To run this project on your local system, replace the corresponding file paths to the locations of the project files on your local machine

## 2. Getting familiar with the data


Let's take a moment to understand the data.  The original CORAAL dataset consists of speakersfrom one of seven cities split into 8 components.  The audio files are names with the convention: DCB_se1_ag1_f_03.  Here, DCB is the city code, se1 denotes the socioeconomic group of the speaker, ag1 denotes the age group of the speaker, f denotes female, and 03 denotes the participant number.  These unique combinations of identifiers mark the speaker.  

The dataset has been preprocessed to only include audio segments greater than 5 seconds in length.

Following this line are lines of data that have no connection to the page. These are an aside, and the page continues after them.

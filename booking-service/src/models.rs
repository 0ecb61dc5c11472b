use std::collections::BTreeSet;
use std::str::FromStr;

use chrono::{DateTime, NaiveDate, NaiveTime, Utc};
use rust_decimal::Decimal;
use serde::{Deserialize, Serialize};
use serde_json::Value;

use crate::pricing::PriceCondition;

/// The four screens of the booking wizard, in order.
#[derive(Debug, Clone, Copy, PartialEq, Eq, PartialOrd, Ord, Hash, Serialize, Deserialize)]
#[serde(rename_all = "camelCase")]
pub enum WizardStep {
    ServiceSelection,
    CustomerInformation,
    Schedule,
    Payment,
}

impl WizardStep {
    pub const ALL: [WizardStep; 4] = [
        WizardStep::ServiceSelection,
        WizardStep::CustomerInformation,
        WizardStep::Schedule,
        WizardStep::Payment,
    ];

    /// 1-based position in the wizard
    pub fn number(self) -> u8 {
        match self {
            Self::ServiceSelection => 1,
            Self::CustomerInformation => 2,
            Self::Schedule => 3,
            Self::Payment => 4,
        }
    }

    pub fn title(self) -> &'static str {
        match self {
            Self::ServiceSelection => "Service Selection",
            Self::CustomerInformation => "Customer Information",
            Self::Schedule => "Schedule",
            Self::Payment => "Payment",
        }
    }

    /// Id of the graph task that renders this step
    pub fn task_id(self) -> &'static str {
        match self {
            Self::ServiceSelection => "service_selection",
            Self::CustomerInformation => "customer_information",
            Self::Schedule => "schedule",
            Self::Payment => "payment",
        }
    }

    pub fn from_task_id(task_id: &str) -> Option<Self> {
        Self::ALL.into_iter().find(|step| step.task_id() == task_id)
    }
}

#[derive(Debug, Clone, Copy, Default, PartialEq, Eq, Serialize, Deserialize)]
#[serde(rename_all = "camelCase")]
pub enum BookingType {
    #[default]
    OneTime,
    DateRange,
}

#[derive(Debug, Clone, Copy, PartialEq, Eq, Serialize, Deserialize)]
#[serde(rename_all = "lowercase")]
pub enum PaymentMethod {
    Qr,
    Upi,
    Card,
    Other,
}

#[derive(Debug, Clone, Default, PartialEq, Eq, Serialize, Deserialize)]
#[serde(rename_all = "camelCase", default)]
pub struct CustomerDetails {
    pub name: String,
    pub age: Option<u32>,
    pub phone: String,
    pub emergency_contact: String,
}

#[derive(Debug, Clone, Default, PartialEq, Eq, Serialize, Deserialize)]
#[serde(rename_all = "camelCase", default)]
pub struct AddressDetails {
    pub house_details: String,
    pub address: String,
    pub city: String,
    pub state: String,
    pub pincode: String,
}

/// When and for how long the service is needed.
///
/// `date` belongs to one-time bookings; `start_date`, `end_date` and
/// `selected_days` belong to date-range bookings. `time` and `service_hours`
/// apply to both (hours are per visit day for ranges).
#[derive(Debug, Clone, Default, PartialEq, Eq, Serialize, Deserialize)]
#[serde(rename_all = "camelCase", default)]
pub struct ScheduleDetails {
    pub booking_type: BookingType,
    pub date: Option<NaiveDate>,
    #[serde(with = "hhmm")]
    pub time: Option<NaiveTime>,
    pub service_hours: Option<Decimal>,
    pub start_date: Option<NaiveDate>,
    pub end_date: Option<NaiveDate>,
    /// Weekday indices, 0 = Sunday
    pub selected_days: BTreeSet<u8>,
}

impl ScheduleDetails {
    /// Drop the fields of whichever booking type is not selected, and any
    /// weekday index outside 0..=6.
    pub fn normalized(mut self) -> Self {
        match self.booking_type {
            BookingType::OneTime => {
                self.start_date = None;
                self.end_date = None;
                self.selected_days.clear();
            }
            BookingType::DateRange => {
                self.date = None;
                self.selected_days.retain(|day| *day <= 6);
            }
        }
        self
    }
}

#[derive(Debug, Clone, Default, PartialEq, Eq, Serialize, Deserialize)]
#[serde(rename_all = "camelCase", default)]
pub struct InsuranceDetails {
    pub provider: String,
    pub policy_number: String,
    pub member_id: String,
    pub group_number: String,
    pub verified: bool,
}

/// Everything the wizard collects before submitting a booking. Lives only in
/// the wizard session.
#[derive(Debug, Clone, Default, PartialEq, Eq, Serialize, Deserialize)]
#[serde(rename_all = "camelCase", default)]
pub struct BookingDraft {
    pub service_id: String,
    pub category: String,
    pub schedule: ScheduleDetails,
    pub customer: CustomerDetails,
    pub address: AddressDetails,
    pub use_insurance: bool,
    pub insurance: Option<InsuranceDetails>,
    pub payment_method: Option<PaymentMethod>,
    pub service_requirements: String,
    pub notes: String,
}

impl BookingDraft {
    pub fn set_schedule(&mut self, schedule: ScheduleDetails) {
        self.schedule = schedule.normalized();
    }

    /// Switch booking type, clearing the dates of the other type
    pub fn set_booking_type(&mut self, booking_type: BookingType) {
        let mut schedule = std::mem::take(&mut self.schedule);
        schedule.booking_type = booking_type;
        self.set_schedule(schedule);
    }
}

/// Catalogue entry returned by the services API
#[derive(Debug, Clone, PartialEq, Eq, Serialize, Deserialize)]
#[serde(rename_all = "camelCase")]
pub struct ServiceSummary {
    pub service_id: String,
    pub name: String,
    #[serde(default)]
    pub category: String,
    #[serde(default)]
    pub unit: Option<String>,
    #[serde(default)]
    pub quote: bool,
    #[serde(default, rename = "type")]
    pub service_type: Option<String>,
}

/// Priced, condition-specific service record for one date/time/state
#[derive(Debug, Clone, PartialEq, Serialize, Deserialize)]
#[serde(rename_all = "camelCase")]
pub struct ExactServiceQuote {
    pub support_item_number: String,
    #[serde(default)]
    pub support_item_name: String,
    #[serde(default)]
    pub condition: Option<String>,
    #[serde(default)]
    pub unit: Option<String>,
    /// Kept raw: the catalogue sends numbers, numeric strings or nothing
    #[serde(default)]
    pub price: Option<Value>,
    #[serde(default)]
    pub price_type: Option<String>,
    #[serde(default, alias = "quote")]
    pub quote_required: bool,
}

impl ExactServiceQuote {
    /// Hourly price when the record carries a usable positive number.
    pub fn hourly_price(&self) -> Option<Decimal> {
        if self.quote_required {
            return None;
        }
        let price = match self.price.as_ref()? {
            Value::Number(number) => {
                let raw = number.to_string();
                Decimal::from_str(&raw)
                    .or_else(|_| Decimal::from_scientific(&raw))
                    .ok()?
            }
            Value::String(raw) => Decimal::from_str(raw.trim()).ok()?,
            _ => return None,
        };
        (price > Decimal::ZERO).then_some(price)
    }
}

/// A past booking as returned by the bookings API; only the parts used to
/// rebuild saved addresses are modelled.
#[derive(Debug, Clone, Default, PartialEq, Eq, Serialize, Deserialize)]
#[serde(rename_all = "camelCase", default)]
pub struct BookingRecord {
    pub id: String,
    pub created_at: Option<DateTime<Utc>>,
    pub customer_name: Option<String>,
    pub customer_phone: Option<String>,
    pub address: Option<AddressDetails>,
}

/// Body sent to the bookings API on submission
#[derive(Debug, Clone, PartialEq, Serialize, Deserialize)]
#[serde(rename_all = "camelCase")]
pub struct BookingPayload {
    pub service_id: String,
    pub category: String,
    pub booking_type: BookingType,
    pub date: Option<NaiveDate>,
    #[serde(with = "hhmm")]
    pub time: Option<NaiveTime>,
    pub service_hours: Option<Decimal>,
    pub start_date: Option<NaiveDate>,
    pub end_date: Option<NaiveDate>,
    pub selected_days: Vec<u8>,
    pub customer: CustomerDetails,
    pub address: AddressDetails,
    pub insurance: Option<InsuranceDetails>,
    pub payment_method: Option<PaymentMethod>,
    pub service_requirements: String,
    pub notes: String,
    pub price_condition: Option<PriceCondition>,
    pub support_item_number: Option<String>,
    pub hourly_price: Option<Decimal>,
    pub total_price: Option<Decimal>,
    pub requires_quotation: bool,
}

/// Answer of the bookings API to a submission
#[derive(Debug, Clone, PartialEq, Serialize, Deserialize)]
#[serde(rename_all = "camelCase")]
pub struct BookingResponse {
    pub success: bool,
    #[serde(default)]
    pub booking: Option<Value>,
    #[serde(default)]
    pub requires_quotation: bool,
    #[serde(default)]
    pub quotation: Option<Value>,
    #[serde(default)]
    pub message: Option<String>,
}

/// How a successful submission ended
#[derive(Debug, Clone, PartialEq, Serialize, Deserialize)]
#[serde(tag = "kind", rename_all = "camelCase")]
pub enum BookingOutcome {
    Booked { booking: Value, message: String },
    QuotationRequested { quotation: Value, message: String },
}

pub fn parse_time(raw: &str) -> Option<NaiveTime> {
    let raw = raw.trim();
    NaiveTime::parse_from_str(raw, "%H:%M")
        .or_else(|_| NaiveTime::parse_from_str(raw, "%H:%M:%S"))
        .ok()
}

/// `HH:MM` wire format for optional times
mod hhmm {
    use chrono::NaiveTime;
    use serde::{Deserialize, Deserializer, Serializer, de::Error};

    pub fn serialize<S: Serializer>(
        time: &Option<NaiveTime>,
        serializer: S,
    ) -> Result<S::Ok, S::Error> {
        match time {
            Some(time) => serializer.serialize_some(&time.format("%H:%M").to_string()),
            None => serializer.serialize_none(),
        }
    }

    pub fn deserialize<'de, D: Deserializer<'de>>(
        deserializer: D,
    ) -> Result<Option<NaiveTime>, D::Error> {
        let raw: Option<String> = Option::deserialize(deserializer)?;
        match raw.as_deref().map(str::trim) {
            None | Some("") => Ok(None),
            Some(value) => super::parse_time(value)
                .map(Some)
                .ok_or_else(|| D::Error::custom(format!("invalid time '{value}', expected HH:MM"))),
        }
    }
}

Those segments are numbered with the appending tag _{seg_number} for each segment.

You can also try listening to any segment like this:

In [None]:
from IPython.display import Audio

sr = 44100

Audio(filename= project_dir + "/project_data/train/DCB_se1_ag2_m_01_1_11.wav", rate=sr)

The original dataset has also been split into a train and test set. The test set has been further split, with a portion corrupted with the addition of noise:

In [None]:
sr = 44100

Audio(filename= project_dir + "/project_data/test_clean/ROC_se0_ag2_f_01_1_396.wav", rate=sr)

In [None]:
sr = 44100

Audio(filename= project_dir + "/project_data/test_noisy/VLD_se0_ag4_m_02_1_64.wav", rate=sr)

## 3. Feature Extraction

As a baseline, we will be using the average mfcc value over time from the Librosa Python library. Your job will be to choose better features to improve performance on both the clean and noisy data

We first define a pair of functions to create features and labels for our classification model:


In [None]:
import librosa
import torchaudio
import numpy as np
from glob import glob
from tqdm import tqdm


def extract_feature(audio_file, n_mfcc=13):

  '''
  Function to extract features from a single audio file given its path
  Modify this function to extract your own custom features
  '''

  audio,fs = torchaudio.load(audio_file)
  audio = audio.numpy().reshape(-1)

  # replace the following features with your own
  mfccs = librosa.feature.mfcc(y=audio, sr=fs, n_mfcc=n_mfcc)
  feat_out = np.mean(mfccs,axis=1)

  return feat_out


def get_label(file_name):
  '''
  Function to retrieve output labels from filenames
  '''
  if 'ROC' in file_name:
    label=0
  elif 'LES' in file_name:
    label=1
  elif 'DCB' in file_name:
    label=2
  elif 'PRV' in file_name:
    label=3
  elif 'VLD' in file_name:
    label=4
  elif 'DTA' in file_name:
    label=5
  else:
    raise ValueError('invalid file name')
  return label

Let us now call these functions to extract the features and labels from the train directory

In [None]:

#First we obtain the list of all files in the train directory
train_files = glob(project_dir + '/project_data/train/*.wav')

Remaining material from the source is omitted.